A student walks into the Writing Center looking for help with their research paper. The tutor comes over and introduces himself.
“Hello, my name is Johnathan,” the tutor says. “I will be your tutor today.”
The student may be a little curious because Johnathan has an accent.
Johnathan Gonzalez, a freshman studying construction management, has had a lot of experience helping people learn English.
Before coming to BYU-Idaho, Gonzalez worked at the Mexico City Missionary Training Center teaching Spanish to native English speakers. In addition, he taught English at his local university to basic and intermediate students.
“One of the things that we talked about in the interview (for the Writing Center) was that there were a lot of international students here at BYU-I, and he (the director of the Writing Center) would like someone that could help Spanish-speaking people,” Gonzalez said.
The Writing Center’s goal is to help students become better writers by giving them personalized instruction and helpful feedback on any part of the writing process.
“At times there are some expressions … and there are some words that we cannot directly translate from Spanish to English,” Gonzalez said. “I think he really likes the opportunity to have someone that is not native English speaker as a writing tutor to have a little bit more of diversity in the Writing Center.”
When Johnathan started working at the Writing Center, he had a lot of reservations about teaching native English speakers how to write.

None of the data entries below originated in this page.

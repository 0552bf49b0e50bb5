//! Directly used skills.
//!
//! A skill turns a caster's stats into an [`AttackDescriptor`]. Range,
//! line of sight, mana, and target lookup are checked by the world before
//! [`Skill::descriptor`] is called.

use std::fmt;

use rair_types::{DamageClass, Stat};
use rand::Rng;

use crate::character::CombatantSnapshot;
use crate::combat::AttackDescriptor;
use crate::dice;

/// A skill a character can use on a target.
#[derive(Debug, Clone, Copy, PartialEq, Eq)]
pub enum Skill {
    /// Melee weapon attack.
    Attack,
    /// Ranged fire spell.
    Combust,
    /// Ranged heal.
    Cure,
}

impl Skill {
    /// Look a skill up by command word.
    pub fn parse(word: &str) -> Option<Self> {
        match word.to_ascii_lowercase().as_str() {
            "attack" | "a" => Some(Self::Attack),
            "combust" => Some(Self::Combust),
            "cure" => Some(Self::Cure),
            _ => None,
        }
    }

    /// Display name.
    pub const fn name(self) -> &'static str {
        match self {
            Self::Attack => "attack",
            Self::Combust => "Combust",
            Self::Cure => "Cure",
        }
    }

    /// Maximum tile distance to the target.
    pub const fn range(self) -> u32 {
        match self {
            Self::Attack => 1,
            Self::Combust | Self::Cure => 5,
        }
    }

    /// Mana spent per use.
    pub const fn mana_cost(self) -> i64 {
        match self {
            Self::Attack => 0,
            Self::Combust | Self::Cure => 5,
        }
    }

    /// Whether the skill may target the user.
    pub const fn allows_self(self) -> bool {
        matches!(self, Self::Cure)
    }

    /// Roll the attack for `caster`.
    pub fn descriptor<R: Rng + ?Sized>(self, caster: &CombatantSnapshot, rng: &mut R) -> AttackDescriptor {
        let (stat, class) = match self {
            Self::Attack => (Stat::Str, DamageClass::Physical),
            Self::Combust => (Stat::Int, DamageClass::Fire),
            Self::Cure => (Stat::Wis, DamageClass::Heal),
        };
        let value = caster.stat(stat).max(0);
        let sides = u32::try_from(value.max(2)).unwrap_or(u32::MAX);
        let bonus = match self {
            Self::Cure => value,
            Self::Attack | Self::Combust => value.checked_div(2).unwrap_or(0),
        };
        let amount = dice::roll(rng, 1, sides).saturating_add(bonus);
        AttackDescriptor::direct(self.name(), amount, class)
    }
}

impl fmt::Display for Skill {
    fn fmt(&self, f: &mut fmt::Formatter<'_>) -> fmt::Result {
        f.write_str(self.name())
    }
}

#[cfg(test)]
#[allow(clippy::unwrap_used)]
mod tests {
    use std::collections::BTreeMap;

    use rair_types::{CharacterId, CharacterKind};
    use rand::SeedableRng;
    use rand::rngs::StdRng;

    use super::*;
    use crate::character::CharacterCore;

    fn caster(stats: &[(Stat, i64)]) -> CombatantSnapshot {
        CharacterCore::new(
            CharacterId::new(),
            "Caster",
            CharacterKind::Player,
            stats.iter().copied().collect::<BTreeMap<_, _>>(),
        )
        .snapshot()
    }

    #[test]
    fn parse_accepts_aliases_and_case() {
        assert_eq!(Skill::parse("A"), Some(Skill::Attack));
        assert_eq!(Skill::parse("Combust"), Some(Skill::Combust));
        assert_eq!(Skill::parse("dance"), None);
    }

    #[test]
    fn attack_damage_stays_in_range() {
        let c = caster(&[(Stat::Str, 10)]);
        let mut rng = StdRng::seed_from_u64(12);
        for _ in 0..100 {
            let d = Skill::Attack.descriptor(&c, &mut rng);
            assert_eq!(d.class, DamageClass::Physical);
            assert!((6..=15).contains(&d.damage), "{}", d.damage);
        }
    }

    #[test]
    fn cure_heals_and_never_crits() {
        let c = caster(&[(Stat::Wis, 4)]);
        let mut rng = StdRng::seed_from_u64(12);
        let d = Skill::Cure.descriptor(&c, &mut rng);
        assert!(d.class.is_heal());
        assert!(!d.can_crit);
        assert!((5..=8).contains(&d.damage));
    }

    #[test]
    fn spells_cost_mana_and_reach_further() {
        assert_eq!(Skill::Attack.mana_cost(), 0);
        assert_eq!(Skill::Combust.mana_cost(), 5);
        assert!(Skill::Combust.range() > Skill::Attack.range());
        assert!(Skill::Cure.allows_self());
    }
}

He still had an accent and was learning how to better express himself in English.
He said he doesn’t feel confident with his English abilities because he still thinks and speaks in Spanish. To feel more confident, he began to speak English more often.
“The first thing that I did, I started to pray, mornings and nights, in English,” Gonzalez said. “After that, I started speaking English to everyone. Even if they knew Spanish, I would try to speak to them in English.”
After trying this for a while, he began to see improvement with his English. He began to adopt a common expression he would hear and notice others say. Soon he was living in English.
“I still have some fear of teaching or helping native speakers, but I feel better every time when I can help them (students) notice something that they don’t catch,” Gonzalez said. “That builds up my self-confidence, and that makes me feel better; it makes me feel that I can do it.”
The student leaves the Writing Center feeling better about their paper. For Gonzalez, he leaves feeling better about his ability to communicate, even if English is not his native language.